Wissenschaftler stellen sich vielfach so dar, als ob sie nur der reinen, unabhängigen Forschung verpflichtet seien. Journalisten sehen sich häufig als neutrale, allein der Wahrheit dienende vierte Gewalt im Staat. Aber weder ist die Wissenschaft unabhängig von gesellschaftlichen Rahmenbedingungen, politischen Meinungen und eigenen Weltanschauungen, noch sind die Redaktionen frei von Redaktionsstatuten, Haupt-Anzeigenkunden und der Meinung der Leserschaft. Mehr Ehrlichkeit täte hüben wie drüben gut.

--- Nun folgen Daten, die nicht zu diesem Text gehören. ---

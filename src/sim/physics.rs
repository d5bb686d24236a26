//! Physics substep
//!
//! One pass over every body: resolve against the terrain, run death actions
//! as they happen, then reap the dead once everyone has moved.

use super::collision::{PhysicsParams, Resolution, resolve};
use super::entity::DeathAction;
use super::explosion::detonate;
use super::world::{EntityId, World};

/// Run one substep; returns the handles reaped at the end of it
pub fn substep(world: &mut World, dt: f32, params: PhysicsParams) -> Vec<EntityId> {
    // Bodies spawned by a blast mid-pass wait for the next substep
    let ids: Vec<EntityId> = world.entities.keys().collect();

    for id in ids {
        let Some(entity) = world.entities.get_mut(id) else {
            continue;
        };
        let resolution = resolve(entity, &world.terrain, dt, params);

        if let Resolution::Died(DeathAction::Explode { radius }) = resolution {
            let at = entity.pos;
            detonate(world, at, radius);
        }
    }

    world.reap()
}

#[cfg(test)]
mod tests {
    use super::*;
    use crate::SimConfig;
    use crate::sim::entity::{Entity, EntityKind};
    use glam::Vec2;

    const PARAMS: PhysicsParams = PhysicsParams {
        gravity: 2.0,
        rest_speed: 0.1,
    };

    /// 128x128 grid, flat ground from row 64
    fn flat_world() -> World {
        let config = SimConfig {
            map_width: 128,
            map_height: 128,
            ..SimConfig::with_seed(3)
        };
        let mut world = World::new(&config).unwrap();
        world.terrain.generate(&[0.5; 128], 8, 2.0);
        world
    }

    #[test]
    fn test_projectile_impact_detonates_and_reaps() {
        let mut world = flat_world();
        let solid_before = world.terrain.solid_count();
        let shell = world.spawn(Entity::projectile(Vec2::new(64.0, 60.0), Vec2::new(0.0, 20.0)));

        let mut reaped = Vec::new();
        for _ in 0..10 {
            reaped.extend(substep(&mut world, 0.05, PARAMS));
            if !reaped.is_empty() {
                break;
            }
        }

        assert_eq!(reaped, vec![shell]);
        assert!(world.get(shell).is_none());
        assert!(world.terrain.solid_count() < solid_before);
        assert_eq!(world.count_kind(EntityKind::Debris), 20);
        assert!(!world.terrain.is_solid(64, 64));
    }

    #[test]
    fn test_blast_spawned_debris_waits_a_substep() {
        let mut world = flat_world();
        world.spawn(Entity::projectile(Vec2::new(64.0, 61.0), Vec2::new(0.0, 20.0)));
        substep(&mut world, 0.05, PARAMS);

        // Fresh debris sits exactly on the blast centre with untouched state
        assert_eq!(world.count_kind(EntityKind::Debris), 20);
        let centres: Vec<Vec2> = world.entities.values().map(|e| e.pos).collect();
        assert!(centres.windows(2).all(|w| w[0] == w[1]));
        assert!(world.entities.values().all(|e| !e.stable));
    }

    #[test]
    fn test_finite_budgets_come_to_rest() {
        let mut world = flat_world();
        for i in 0..6 {
            let x = 20.0 + i as f32 * 15.0;
            world.spawn(Entity::debris(Vec2::new(x, 40.0), &mut rand_pcg::Pcg32::new(i, 7)));
        }
        world.spawn(Entity::projectile(Vec2::new(100.0, 30.0), Vec2::new(-4.0, 3.0)));

        let mut settled = false;
        for _ in 0..50_000 {
            substep(&mut world, 1.0 / 30.0, PARAMS);
            if world.is_stable() {
                settled = true;
                break;
            }
        }
        assert!(settled, "world never settled ({} bodies left)", world.len());
    }

    #[test]
    fn test_unit_comes_to_rest() {
        let mut world = flat_world();
        let unit = world.spawn(Entity::control_unit(Vec2::new(40.0, 10.0)));
        let mut stable_ticks = 0;
        for _ in 0..50_000 {
            substep(&mut world, 1.0 / 30.0, PARAMS);
            stable_ticks = if world.is_stable() { stable_ticks + 1 } else { 0 };
            if stable_ticks > 50 {
                break;
            }
        }
        assert!(stable_ticks > 50);
        let unit = world.get(unit).unwrap();
        assert!(unit.pos.y > 55.0 && unit.pos.y < 64.0);
    }
}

Daher brauchen wir eine neue Qualitätskontrolle für die Aufrichtigkeit der Berichterstattung auf beiden Seiten. Die Zeit dafür scheint reif zu sein, es gibt bereits Ansätze zur Entwicklung solcher Kriterien. Am Lehrstuhl für Wissenschaftsjournalismus der Uni Dortmund überprüft das Mediendoktor-Projekt die Güte von Journalismus und Pressemitteilungen und entwickelt dabei Qualitätsmaßstäbe, die vermutlich nicht für beide Seiten die gleichen Maßgrößen werden enthalten können. Wissenschaftskommunikatoren von ZEIT bis Wissenschaft im Dialog fordern in ihrem so genannten Siggener Denkanstoß eine Charta der Wissenschaftskommunikation als leitendes Regelwerk für alle Beteiligten. Die deutschen Akademien (Leopoldina Nationale Akademie der Wissenschaften, Berlin-Brandenburgische Akademie der Wissenschaften und acatech Deutsche Akademie der Technikwissenschaften) erarbeiten derzeit Empfehlungen zur Gestaltung der Kommunikation zwischen Wissenschaft, Öffentlichkeit und den Medien. Daraus abgeleitete Maßnahmen können Qualitätslabel für Pressestellen sein, genauso wie umgekehrt eine Ahndung übertriebener Sensationsmeldungen. Auf der Seite des Wissenschaftsjournalismus könnte ein Ombudssystem eingerichtet werden; Stiftungen sollten sich ernsthaft mit der Frage auseinandersetzen, ob es nicht an der Zeit ist, vergleichbar mit dem öffentlich-rechtlichen Rundfunk auch von Werbeeinnahmen unabhängige Wissenschaftsmagazine zu finanzieren.
Es scheint, dass die Verantwortlichen auf beiden Seiten des Schreibtischs endlich zu begreifen beginnen: Wissenschaftskommunikation ist ein Gesamtprozess; sie ist die Klammer, die den Wissenschaftsjournalismus der Medien mit der Öffentlichkeitsarbeit der Forschungs- und Wissenschaftseinrichtungen miteinander verbindet.